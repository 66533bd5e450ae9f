pub mod bitmap;
pub mod checksum;
pub mod endian;
pub mod queue;

pub use bitmap::Bitmap;
pub use queue::WaitQueue;
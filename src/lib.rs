//! A userland TCP/IPv4 network stack over a tun device: device RX feeds
//! IPv4 receive/reassembly, which feeds the TCP segment-arrives processor,
//! which fills per-connection receive buffers the application API drains.
//! Initialization order is device -> IP -> TCP, matching §9's ordering
//! note (there is no separate Ethernet/ARP layer here: a tun device is
//! already layer-3, see [`device`]'s module doc).

use std::net::Ipv4Addr;
use std::sync::{Arc, Mutex};
use std::thread;
use std::time::Instant;

use log::{error, trace, warn};

mod config;
mod err;
pub use err::Error;

pub mod device;
pub mod ip;
pub mod tcp;
mod util;

use device::{Driver, TunDriver};
use ip::reassembly::ReassemblyTable;
use ip::tx::IdGenerator;
use ip::{NetifIp, ProtocolRegistry};
use tcp::cb::CbTable;
use tcp::segment::{self, OutSegment};
use tcp::types::Dual;
pub use tcp::Socket;

/// Everything the stack's threads and the application API share. The CB
/// table and the reassembly table each carry their own mutex per §5's
/// "shared-resource policy"; they are never locked at the same time as
/// each other or nested under the device lock.
pub(crate) struct Inner {
    netif: NetifIp,
    cbs: Arc<Mutex<CbTable>>,
    reassembly: Arc<Mutex<ReassemblyTable>>,
    ids: IdGenerator,
    device: Mutex<TunDriver>,
    protocols: Mutex<ProtocolRegistry>,
}

/// The stack: owns the device receive thread and the timer thread for as
/// long as it's alive. Sockets hold an `Arc` to the same shared state, so
/// they keep working after the value returned by `new` is dropped as long
/// as at least one `Socket` or the background threads still reference it.
pub struct NetStack {
    inner: Arc<Inner>,
    rx: thread::JoinHandle<()>,
    timer: thread::JoinHandle<()>,
}

impl NetStack {
    /// Brings up a tun device under `name` with the given local address
    /// and netmask, then starts the receive and timer threads.
    pub fn new(name: &str, addr: Ipv4Addr, netmask: Ipv4Addr) -> Result<Self, Error> {
        let mut device = TunDriver::new(name, addr, netmask)?;
        device.open()?;
        device.run()?;

        let mut protocols = ProtocolRegistry::new();
        protocols.add_protocol(config::IP_PROTOCOL_TCP);

        let cbs = Arc::new(Mutex::new(CbTable::new()));
        let reassembly = Arc::new(Mutex::new(ReassemblyTable::new()));

        let inner = Arc::new(Inner {
            netif: NetifIp::new(addr, netmask),
            cbs: cbs.clone(),
            reassembly: reassembly.clone(),
            ids: IdGenerator::new(),
            device: Mutex::new(device),
            protocols: Mutex::new(protocols),
        });

        let rx = {
            let inner = inner.clone();
            thread::spawn(move || rx_loop(inner))
        };
        let timer = tcp::timer::spawn(cbs, reassembly);

        Ok(NetStack { inner, rx, timer })
    }

    /// Registers an IP protocol number as one the receive path should
    /// dispatch instead of silently drop. TCP (6) is registered by `new`
    /// already; this exists for parity with §6's exposed interface and
    /// for tests that want to assert on the registry directly.
    pub fn add_protocol(&self, protocol: u8) {
        self.inner.protocols.lock().unwrap().add_protocol(protocol);
    }

    /// `open()`: claims a free CB table slot.
    pub fn open(&self) -> Result<Socket, Error> {
        let mut cbs = self.inner.cbs.lock().unwrap();
        let idx = cbs.alloc().ok_or(Error::NoFreeSocket)?;
        Ok(Socket::new(self.inner.clone(), idx))
    }

    /// Convenience wrapper over `open` + `bind` + `listen`, mirroring the
    /// shape of the `server`/`client` sample binaries.
    pub fn bind(&self, port: u16) -> Result<Socket, Error> {
        let socket = self.open()?;
        socket.bind(port)?;
        socket.listen()?;
        Ok(socket)
    }

    /// Convenience wrapper over `open` + `connect`.
    pub fn connect(&self, addr: Ipv4Addr, port: u16) -> Result<Socket, Error> {
        let socket = self.open()?;
        socket.connect(addr, port)?;
        Ok(socket)
    }

    /// Blocks forever, keeping the calling thread alive alongside the
    /// background receive and timer threads.
    pub fn join(self) {
        self.rx.join().unwrap();
        self.timer.join().unwrap();
    }
}

/// Frames `seg` between `local` and `peer` and hands it to IP transmit.
/// Transmit failures are logged and swallowed -- per §7, transport
/// failure is an observable condition for the caller of `send`/`connect`/
/// `close` (they see their own Result), not a reason to panic the
/// receive loop.
pub(crate) fn transmit_segment(inner: &Inner, local: Dual, peer: Dual, seg: OutSegment) {
    let wire = segment::encode(local, peer, &seg);
    let mut device = inner.device.lock().unwrap();
    if let Err(e) = ip::tx::transmit(&mut device, &inner.ids, &inner.netif, config::IP_PROTOCOL_TCP, &wire, peer.ipv4) {
        warn!("ip transmit to {} failed: {e}", peer.ipv4);
    }
}

fn rx_loop(inner: Arc<Inner>) {
    loop {
        let mut buf = [0u8; config::MTU];
        let n = {
            let mut device = inner.device.lock().unwrap();
            match device.poll_read(&mut buf, 100) {
                Ok(Some(n)) => n,
                Ok(None) => continue,
                Err(e) => {
                    error!("device read failed: {e}");
                    continue;
                }
            }
        };

        let Some(received) = ip::receive(&inner.netif, &buf[..n], &inner.reassembly) else {
            continue;
        };
        if !inner.protocols.lock().unwrap().is_registered(received.protocol) {
            trace!("dropping datagram for unregistered protocol {}", received.protocol);
            continue;
        }
        if received.protocol != config::IP_PROTOCOL_TCP {
            continue;
        }
        handle_tcp(&inner, received.src, received.dst, &received.payload);
    }
}

/// §4.8's lookup/allocate pass plus §4.9's segment-arrives dispatch, run
/// once per inbound TCP segment. The CB mutex is held for the lookup and
/// the state-machine step, then released before any reply segment is
/// framed and handed to IP transmit (which takes the device mutex) --
/// the two locks are never nested.
fn handle_tcp(inner: &Inner, ip_src: Ipv4Addr, ip_dst: Ipv4Addr, payload: &[u8]) {
    let Some(seg) = segment::decode(ip_src, ip_dst, payload) else {
        trace!("dropping tcp segment failing decode");
        return;
    };
    let local_port = seg.quad.dst.port;
    let peer = seg.quad.src;
    let local = Dual { ipv4: ip_dst, port: local_port };

    let to_send = {
        let mut cbs = inner.cbs.lock().unwrap();
        let lookup = cbs.lookup_for_segment(local_port, peer);

        let idx = if let Some(idx) = lookup.exact {
            idx
        } else if let (Some(free_idx), Some(listen_idx)) = (lookup.free, lookup.listen) {
            cbs.claim_child(free_idx, listen_idx, peer);
            free_idx
        } else {
            drop(cbs);
            if !seg.rst {
                let rst = segment::reset_for_closed(&seg);
                transmit_segment(inner, local, peer, rst);
            }
            return;
        };

        let out = cbs.on_segment(idx, &seg, Instant::now());

        if out.promote_established {
            if let Some(parent_idx) = cbs.get(idx).parent {
                cbs.get_mut(parent_idx).backlog.push(idx);
                cbs.cond(parent_idx).notify_all();
            }
            cbs.cond(idx).notify_all();
        } else if out.wake_reader || out.wake_writer || out.wake_closer {
            cbs.cond(idx).notify_all();
        }

        if out.delete {
            let cond = cbs.cond(idx);
            cbs.free(idx);
            cond.notify_all();
        }

        out.to_send
    };

    for seg_out in to_send {
        transmit_segment(inner, local, peer, seg_out);
    }
}
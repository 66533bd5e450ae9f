//! The eight application verbs (§4.10): `open, bind, listen, accept,
//! connect, send, recv, close`. Every entry point takes the global CB
//! table's mutex for its whole duration except the blocking waits, which
//! release it while parked on the CB's condition variable and re-check
//! state on wake -- the condition alone never carries enough information.

use std::io::{Read, Write};
use std::net::Ipv4Addr;
use std::sync::Arc;
use std::time::{Instant, SystemTime, UNIX_EPOCH};

use log::{debug, trace, warn};

use crate::config;
use crate::err::Error;
use crate::{transmit_segment, Inner};

use super::segment::OutSegment;
use super::types::{random_iss, Dual, State};

/// A socket handle: an index into the shared CB table plus a reference to
/// the stack that owns it. Small and `Clone`, the way the distilled design
/// treats a non-negative integer handle.
#[derive(Clone)]
pub struct Socket {
    pub(crate) inner: Arc<Inner>,
    pub(crate) handle: usize,
}

impl std::fmt::Debug for Socket {
    fn fmt(&self, f: &mut std::fmt::Formatter<'_>) -> std::fmt::Result {
        f.debug_struct("Socket").field("handle", &self.handle).finish()
    }
}

impl Socket {
    pub(crate) fn new(inner: Arc<Inner>, handle: usize) -> Self {
        Socket { inner, handle }
    }

    fn local(&self, port: u16) -> Dual {
        Dual { ipv4: self.inner.netif.unicast, port }
    }

    /// `bind(socket, port)`: requires `used && state == CLOSED` and the
    /// port held by no other non-free CB.
    pub fn bind(&self, port: u16) -> Result<(), Error> {
        let mut cbs = self.inner.cbs.lock().unwrap();
        if !cbs.is_used(self.handle) || cbs.get(self.handle).state != State::Closed {
            return Err(Error::IllegalState);
        }
        if cbs.port_in_use(port) {
            return Err(Error::PortInUse(port));
        }
        cbs.get_mut(self.handle).port = port;
        Ok(())
    }

    /// `listen(socket)`: requires `used && state == CLOSED && port != 0`.
    pub fn listen(&self) -> Result<(), Error> {
        let mut cbs = self.inner.cbs.lock().unwrap();
        let cb = cbs.get(self.handle);
        if !cbs.is_used(self.handle) || cb.state != State::Closed || cb.port == 0 {
            return Err(Error::IllegalState);
        }
        cbs.get_mut(self.handle).state = State::Listen;
        Ok(())
    }

    /// `accept(socket)`: requires `used && state == LISTEN`; waits while
    /// the state holds and the backlog is empty, then hands back the
    /// first established child.
    pub fn accept(&self) -> Result<Socket, Error> {
        let mut cbs = self.inner.cbs.lock().unwrap();
        if !cbs.is_used(self.handle) || cbs.get(self.handle).state != State::Listen {
            return Err(Error::IllegalState);
        }
        loop {
            if cbs.get(self.handle).state != State::Listen {
                return Err(Error::ConnectionClosed);
            }
            if let Some(child) = cbs.get_mut(self.handle).backlog.pop() {
                debug!("socket {}: accepted child {child}", self.handle);
                return Ok(Socket::new(self.inner.clone(), child));
            }
            let cond = cbs.cond(self.handle);
            cbs = cond.wait(cbs).unwrap();
        }
    }

    /// `connect(socket, addr, port)`: requires `used && state == CLOSED`.
    /// Allocates an ephemeral source port when the socket was not already
    /// bound, emits the initial SYN, then waits while `state == SYN_SENT`.
    pub fn connect(&self, addr: Ipv4Addr, port: u16) -> Result<(), Error> {
        let (local, peer, syn) = {
            let mut cbs = self.inner.cbs.lock().unwrap();
            if !cbs.is_used(self.handle) || cbs.get(self.handle).state != State::Closed {
                return Err(Error::IllegalState);
            }

            let local_port = if cbs.get(self.handle).port != 0 {
                cbs.get(self.handle).port
            } else {
                let now_ms = SystemTime::now().duration_since(UNIX_EPOCH).unwrap().as_millis();
                let start = (now_ms % 1024) as u16;
                cbs.alloc_ephemeral_port(start).ok_or_else(|| {
                    warn!("socket {}: ephemeral port range exhausted", self.handle);
                    Error::NoFreePort
                })?
            };

            let iss = random_iss();
            let peer = Dual { ipv4: addr, port };
            let cb = cbs.get_mut(self.handle);
            cb.port = local_port;
            cb.peer = peer;
            cb.iss = iss;
            cb.snd.una = iss;
            cb.snd.nxt = iss.wrapping_add(1);
            cb.rcv.wnd = config::RECV_WINDOW_SIZE as u16;
            cb.timeout = Some(Instant::now() + config::USER_TIMEOUT);
            cb.state = State::SynSent;

            let syn = OutSegment::flags(iss, 0, cb.rcv.wnd, true, false, false, false, false, vec![]);
            (self.local(local_port), peer, syn)
        };

        trace!("socket {}: connect emits SYN", self.handle);
        transmit_segment(&self.inner, local, peer, syn);

        let mut cbs = self.inner.cbs.lock().unwrap();
        while cbs.get(self.handle).state == State::SynSent {
            let cond = cbs.cond(self.handle);
            cbs = cond.wait(cbs).unwrap();
        }
        if cbs.get(self.handle).state != State::Established {
            return Err(Error::ConnectionReset);
        }
        Ok(())
    }

    /// `send(socket, buf, len)`: legal only in ESTABLISHED or CLOSE_WAIT,
    /// capped at MSS. The segment is framed from the pre-advance
    /// `snd.nxt`; only after framing does `snd.nxt` move, so the sequence
    /// number on the wire always matches what the peer's `rcv.nxt` is
    /// waiting for.
    pub fn send(&self, buf: &[u8]) -> Result<usize, Error> {
        let (local, peer, seg) = {
            let mut cbs = self.inner.cbs.lock().unwrap();
            let cb = cbs.get(self.handle);
            match cb.state {
                State::Established | State::CloseWait => {}
                State::Closed => return Err(Error::ConnectionClosed),
                State::FinWait1 | State::FinWait2 | State::Closing | State::TimeWait | State::LastAck => {
                    return Err(Error::ConnectionClosing)
                }
                _ => return Err(Error::IllegalState),
            }

            let len = buf.len().min(config::MSS);
            let seq = cb.snd.nxt;
            let peer = cb.peer;
            let local = self.local(cb.port);
            let seg = OutSegment::flags(seq, cb.rcv.nxt, cb.rcv.wnd, false, true, false, false, true, buf[..len].to_vec());

            let cb = cbs.get_mut(self.handle);
            cb.snd.nxt = cb.snd.nxt.wrapping_add(len as u32);
            cb.timeout = Some(Instant::now() + config::USER_TIMEOUT);
            (local, peer, seg)
        };

        let sent = seg.payload.len();
        transmit_segment(&self.inner, local, peer, seg);
        Ok(sent)
    }

    /// `recv(socket, buf, size)`: legal in ESTABLISHED/FIN_WAIT1/
    /// FIN_WAIT2/CLOSE_WAIT. Waits while the receive buffer is empty,
    /// except in CLOSE_WAIT with nothing left to deliver, which reports
    /// that the peer is gone rather than blocking forever.
    pub fn recv(&self, buf: &mut [u8]) -> Result<usize, Error> {
        let mut cbs = self.inner.cbs.lock().unwrap();
        loop {
            let cb = cbs.get(self.handle);
            if !matches!(cb.state, State::Established | State::FinWait1 | State::FinWait2 | State::CloseWait) {
                return Err(Error::ConnectionClosed);
            }
            if cb.buffered() > 0 {
                break;
            }
            if cb.state == State::CloseWait {
                return Err(Error::ConnectionClosing);
            }
            let cond = cbs.cond(self.handle);
            cbs = cond.wait(cbs).unwrap();
        }
        Ok(cbs.get_mut(self.handle).drain(buf))
    }

    /// `close(socket)`: dispatches on state per §4.10. Marks `used=false`
    /// on entry regardless of outcome so a slot mid-teardown is already
    /// invisible to `open`'s scanner.
    pub fn close(&self) -> Result<(), Error> {
        let emit = {
            let mut cbs = self.inner.cbs.lock().unwrap();
            cbs.release(self.handle);

            match cbs.get(self.handle).state {
                State::Closed => return Ok(()),
                State::Listen => {
                    // Children in the backlog reached ESTABLISHED but were
                    // never handed to an application; there is no orderly
                    // FIN to send on their behalf, so each gets a RST.
                    let mut rsts = Vec::new();
                    while let Some(child) = cbs.get_mut(self.handle).backlog.pop() {
                        let cb = cbs.get(child);
                        rsts.push((self.local(cb.port), cb.peer, OutSegment::flags(cb.snd.nxt, 0, 0, false, false, false, true, false, vec![])));
                        let cond = cbs.cond(child);
                        cbs.free(child);
                        cond.notify_all();
                    }
                    cbs.free(self.handle);
                    rsts
                }
                State::SynSent => {
                    cbs.free(self.handle);
                    vec![]
                }
                State::SynRcvd | State::Established => {
                    let cb = cbs.get(self.handle);
                    let seg = OutSegment::flags(cb.snd.nxt, cb.rcv.nxt, cb.rcv.wnd, false, true, true, false, false, vec![]);
                    let peer = cb.peer;
                    let local = self.local(cb.port);
                    let cb = cbs.get_mut(self.handle);
                    cb.snd.nxt = cb.snd.nxt.wrapping_add(1);
                    cb.state = State::FinWait1;
                    vec![(local, peer, seg)]
                }
                State::CloseWait => {
                    let cb = cbs.get(self.handle);
                    let seg = OutSegment::flags(cb.snd.nxt, cb.rcv.nxt, cb.rcv.wnd, false, true, true, false, false, vec![]);
                    let peer = cb.peer;
                    let local = self.local(cb.port);
                    let cb = cbs.get_mut(self.handle);
                    cb.snd.nxt = cb.snd.nxt.wrapping_add(1);
                    // RFC 793 has CLOSE_WAIT -> LAST_ACK on the application's
                    // close, not CLOSING (see DESIGN.md's note on this).
                    cb.state = State::LastAck;
                    vec![(local, peer, seg)]
                }
                State::FinWait1 | State::FinWait2 | State::Closing | State::TimeWait | State::LastAck => {
                    return Err(Error::ConnectionClosing);
                }
            }
        };

        for (local, peer, seg) in emit {
            transmit_segment(&self.inner, local, peer, seg);
        }
        Ok(())
    }
}

impl Read for Socket {
    fn read(&mut self, buf: &mut [u8]) -> std::io::Result<usize> {
        self.recv(buf).map_err(|e| std::io::Error::new(std::io::ErrorKind::Other, e))
    }
}

impl Write for Socket {
    fn write(&mut self, buf: &[u8]) -> std::io::Result<usize> {
        self.send(buf).map_err(|e| std::io::Error::new(std::io::ErrorKind::Other, e))
    }

    fn flush(&mut self) -> std::io::Result<()> {
        Ok(())
    }
}
use std::io::{Read, Write};
use std::net::Ipv4Addr;
use std::str::FromStr;

use handshake::NetStack;

fn main() {
    env_logger::init();

    let mut netstack = NetStack::new(
        "tun0",
        Ipv4Addr::from_str("10.10.10.10").unwrap(),
        Ipv4Addr::from_str("255.255.255.0").unwrap(),
    )
    .unwrap();

    let listener = netstack.bind(9090).unwrap();

    println!(">>> Waiting for incoming connections...");
    let mut stream = listener.accept().unwrap();
    println!(">>> Connection accepted");

    loop {
        let mut buf = [0u8; 1500];
        let n = stream.read(&mut buf[..]).unwrap();

        if n == 0 {
            break;
        }

        stream.write(&buf[..n]).unwrap();

        println!(
            "\n>>> Read: {:?}\n",
            String::from_iter(buf[..n].iter().map(|c| *c as char))
        );
    }

    drop(stream);

    netstack.join();
}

* * * *

== Task brief ==
The string "their" may appear in lines of the entries above. Say how many such lines there are, as a number only.

== Task answer ==
3